**WORK INSTRUCTIONS:** Could you write out the opening lines of the data, word for word, stopping after the line that contains "pub fn keymap(&self)"?
DATA IN THIS EXERCISE below:
impl Editor {
    /// Creates a new editor instance.
    pub fn new() -> Self {
        Self::with_config(Config::default())
    }

    /// Creates an editor with custom configuration.
    pub fn with_config(config: Config) -> Self {
        let keymap = Keymap::from_config(&config);
        let filters = FileFilter::defaults(&config.files.default_extension);
        let document = Document::with_history_limit(config.editor.undo_limit);
        let mut gutter = Gutter::new();
        gutter.refresh(document.line_count());

        Self {
            document,
            config,
            keymap,
            filters,
            theme: ThemeMode::default(),
            gutter,
            status: StatusBar::new(),
            event_bus: EventBus::new(),
            should_quit: false,
        }
    }

    // ==================== Getters ====================

    /// Returns the document.
    pub fn document(&self) -> &Document {
        &self.document
    }

    /// Returns the editor configuration.
    pub fn config(&self) -> &Config {
        &self.config
    }

    /// Returns the keymap.
    pub fn keymap(&self) -> &Keymap {
        &self.keymap
    }

    /// Returns the open/save dialog filters.
    pub fn filters(&self) -> &[FileFilter] {
        &self.filters
    }

    /// Returns the gutter.
    pub fn gutter(&self) -> &Gutter {
        &self.gutter
    }

    /// Returns the status bar.
    pub fn status(&self) -> &StatusBar {
        &self.status
    }

    /// Window title: `<file name or Untitled> - <app name>`.
    pub fn title(&self) -> String {
        format!(
            "{} - {}",
            self.document.display_name(),
            self.config.window.app_name
        )
    }

    /// Caret position, 1-based.
    pub fn cursor_status(&self) -> CursorStatus {
        CursorStatus::from(self.document.cursor_position())
    }

    // ==================== Derived Widgets ====================

    /// Refreshes the gutter or status bar after toolkit input.
    pub fn handle_ui_event(&mut self, event: UiEvent) {
        match event {
            UiEvent::KeyPress | UiEvent::Click | UiEvent::Scroll => {
                self.gutter.refresh(self.document.line_count());
            }
            UiEvent::KeyRelease => {
                let status = self.cursor_status();
                self.status.show_cursor(status);
            }
        }
    }

    /// Shows a transient message in the status bar.
    pub fn show_message(&mut self, message: impl Into<String>) {
        self.status.show_message(message);
    }

    // ==================== File Operations ====================

    /// Replaces the document with an empty Untitled one.
    pub fn new_file(&mut self, prompter: &mut dyn Prompter) -> Outcome {
        if !self.confirm_discard(prompter) {
            return Outcome::Cancelled;
        }

        self.document = Document::with_history_limit(self.config.editor.undo_limit);
        self.after_replace();
        self.emit(EditorEvent::DocumentCleared);
        Outcome::Completed
    }

    /// Opens `path`, or asks for one.
    ///
    /// A file that cannot be read is reported as "Open Error" and the
    /// current document is kept.
    pub fn open_file(&mut self, prompter: &mut dyn Prompter, path: Option<PathBuf>) -> Outcome {
        if !self.confirm_discard(prompter) {
            return Outcome::Cancelled;
        }
        let Some(path) = path.or_else(|| prompter.pick_open_path(&self.filters)) else {
            return Outcome::Cancelled;
        };

        match Document::load(&path, self.config.editor.undo_limit) {
            Ok(document) => {
                self.document = document;
                self.after_replace();
                self.emit(EditorEvent::DocumentOpened(path));
                Outcome::Completed
            }
            Err(e) => {
                tracing::warn!("Open failed: {}", e);
                prompter.show_error("Open Error", &e.to_string());
                Outcome::Failed
            }
        }
    }

    /// Saves to the current path, or falls through to Save As.
    pub fn save(&mut self, prompter: &mut dyn Prompter) -> Outcome {
        match self.document.path().map(Path::to_path_buf) {
            Some(path) => self.write_to(prompter, path),
            None => self.save_as(prompter, None),
        }
    }

    /// Saves to `path`, or asks for one.
    ///
    /// The default extension is appended when the chosen name has none.
    pub fn save_as(&mut self, prompter: &mut dyn Prompter, path: Option<PathBuf>) -> Outcome {
        let path = match path {
            Some(path) => path,
            None => {
                let suggested = self.suggested_name();
                match prompter.pick_save_path(&self.filters, &suggested) {
                    Some(path) => path,
                    None => return Outcome::Cancelled,
                }
            }
        };
        let path = with_default_extension(path, &self.config.files.default_extension);
        self.write_to(prompter, path)
    }

    fn write_to(&mut self, prompter: &mut dyn Prompter, path: PathBuf) -> Outcome {
        match self.document.save_to(&path) {
            Ok(()) => {
                let message = format!("Saved: {}", self.document.display_name());
                self.status.show_message(message);
                self.emit(EditorEvent::DocumentSaved(path));
                Outcome::Completed
            }
            Err(e) => {
                tracing::warn!("Save failed: {}", e);
                prompter.show_error("Save Error", &e.to_string());
                Outcome::Failed
            }
        }
    }

    fn suggested_name(&self) -> String {
        match self.document.path() {
            Some(_) => self.document.display_name().into_owned(),
            None => format!("{}.{}", UNTITLED, self.config.files.default_extension),
        }
    }

    /// Asks before throwing away unsaved changes.
    ///
    /// Returns true if the caller may proceed. Choosing Save proceeds only
    /// if the save actually happened.
    pub fn confirm_discard(&mut self, prompter: &mut dyn Prompter) -> bool {
        if !self.document.is_modified() {
            return true;
        }
        match prompter.confirm_discard(&self.document.display_name()) {
            DiscardChoice::Discard => true,
            DiscardChoice::Cancel => false,
            DiscardChoice::Save => self.save(prompter) == Outcome::Completed,
        }
    }

    fn after_replace(&mut self) {
        self.gutter.refresh(self.document.line_count());
        let status = self.cursor_status();
        self.status.show_cursor(status);
    }

    // ==================== Find & Replace ====================

    /// Replaces every occurrence of a term, asking for whatever is missing.
    ///
    /// An empty or cancelled search term does nothing; a cancelled
    /// replacement deletes the matches.
    pub fn find_replace(
        &mut self,
        prompter: &mut dyn Prompter,
        find: Option<String>,
        replacement: Option<String>,
    ) -> Outcome {
        let find = match find.or_else(|| prompter.ask_text("Find", "Find what:")) {
            Some(find) if !find.is_empty() => find,
            _ => return Outcome::Cancelled,
        };
        let replacement = replacement
            .or_else(|| prompter.ask_text("Replace", "Replace with:"))
            .unwrap_or_default();

        let count = self.document.replace_all(&find, &replacement);
        tracing::debug!("Replaced {} occurrence(s) of {:?}", count, find);
        if count > 0 {
            self.content_changed();
        }
        self.status.show_message(format!("Replaced all '{}'", find));
        Outcome::Completed
    }

    // ==================== Text Editing ====================

    /// Inserts text at the caret.
    pub fn insert_text(&mut self, text: &str) -> CoreResult<()> {
        self.document.insert_at_cursor(text)?;
        self.content_changed();
        Ok(())
    }

    /// Adopts text and caret from a widget that edits its own copy.
    pub fn sync_from_view(&mut self, text: &str, caret: Position) -> bool {
        let changed = self.document.sync_from_view(text, caret);
        if changed {
            self.content_changed();
        } else {
            self.emit(EditorEvent::CursorMoved);
        }
        changed
    }

    /// Moves the caret, dropping any selection.
    pub fn set_cursor(&mut self, pos: Position) {
        self.document.set_cursor_position(pos);
        self.emit(EditorEvent::CursorMoved);
    }

    /// Extends the selection to `pos`.
    pub fn select_to(&mut self, pos: Position) {
        self.document.select_to(pos);
        self.emit(EditorEvent::CursorMoved);
    }

    /// Undoes the last edit group.
    pub fn undo(&mut self) -> CoreResult<Outcome> {
        if !self.document.buffer().can_undo() {
            self.status.show_message("Nothing to undo");
            return Ok(Outcome::Cancelled);
        }
        self.document.undo()?;
        self.content_changed();
        Ok(Outcome::Completed)
    }

    /// Redoes the last undone edit group.
    pub fn redo(&mut self) -> CoreResult<Outcome> {
        if !self.document.buffer().can_redo() {
            self.status.show_message("Nothing to redo");
            return Ok(Outcome::Cancelled);
        }
        self.document.redo()?;
        self.content_changed();
        Ok(Outcome::Completed)
    }

    /// Selects all text.
    pub fn select_all(&mut self) {
        self.document.select_all();
        self.emit(EditorEvent::CursorMoved);
    }

    /// Copies the selection to the clipboard.
    pub fn copy(&mut self, clipboard: &mut dyn Clipboard) -> CoreResult<Outcome> {
        let Some(text) = self.document.selected_text() else {
            return Ok(Outcome::Cancelled);
        };
        clipboard.set_text(text)?;
        Ok(Outcome::Completed)
    }

    /// Moves the selection to the clipboard.
    pub fn cut(&mut self, clipboard: &mut dyn Clipboard) -> CoreResult<Outcome> {
        if self.copy(clipboard)? == Outcome::Cancelled {
            return Ok(Outcome::Cancelled);
        }
        self.document.delete_selection()?;
        self.content_changed();
        Ok(Outcome::Completed)
    }

    /// Inserts the clipboard text at the caret.
    pub fn paste(&mut self, clipboard: &mut dyn Clipboard) -> CoreResult<Outcome> {
        match clipboard.get_text()? {
            Some(text) if !text.is_empty() => {
                self.insert_text(&text)?;
                Ok(Outcome::Completed)
            }
            _ => Ok(Outcome::Cancelled),
        }
    }

    fn content_changed(&mut self) {
        self.gutter.refresh(self.document.line_count());
        self.emit(EditorEvent::DocumentChanged);
    }

    // ==================== Theme ====================

    /// Returns the current theme.
    pub fn theme(&self) -> ThemeMode {
        self.theme
    }

    /// Returns the colors for the current theme.
    pub fn palette(&self) -> Palette {
        self.theme.palette()
    }

    /// Switches between light and dark.
    pub fn toggle_theme(&mut self) {
        self.theme = self.theme.toggled();
        tracing::debug!("Theme switched to {}", self.theme);
        self.emit(EditorEvent::ThemeChanged(self.theme));
    }

    // ==================== Lifecycle ====================

    /// Quits, after the unsaved-changes prompt.
    pub fn exit(&mut self, prompter: &mut dyn Prompter) -> Outcome {
        if !self.confirm_discard(prompter) {
            return Outcome::Cancelled;
        }
        self.should_quit = true;
        self.emit(EditorEvent::Quit);
        Outcome::Completed
    }

    /// Returns true if the editor should quit.
    pub fn should_quit(&self) -> bool {
        self.should_quit
    }

    // ==================== Events ====================

    /// Subscribes to editor events.
    pub fn subscribe(&self) -> tokio::sync::broadcast::Receiver<EditorEvent> {
        self.event_bus.subscribe()
    }

    fn emit(&self, event: EditorEvent) {
        self.event_bus.emit(event);
    }
}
End of DATA IN THIS EXERCISE.
**SOLUTION:**
impl Editor {
    /// Creates a new editor instance.
    pub fn new() -> Self {
        Self::with_config(Config::default())
    }

    /// Creates an editor with custom configuration.
    pub fn with_config(config: Config) -> Self {
        let keymap = Keymap::from_config(&config);
        let filters = FileFilter::defaults(&config.files.default_extension);
        let document = Document::with_history_limit(config.editor.undo_limit);
        let mut gutter = Gutter::new();
        gutter.refresh(document.line_count());

        Self {
            document,
            config,
            keymap,
            filters,
            theme: ThemeMode::default(),
            gutter,
            status: StatusBar::new(),
            event_bus: EventBus::new(),
            should_quit: false,
        }
    }

    // ==================== Getters ====================

    /// Returns the document.
    pub fn document(&self) -> &Document {
        &self.document
    }

    /// Returns the editor configuration.
    pub fn config(&self) -> &Config {
        &self.config
    }

    /// Returns the keymap.
    pub fn keymap(&self) -> &Keymap {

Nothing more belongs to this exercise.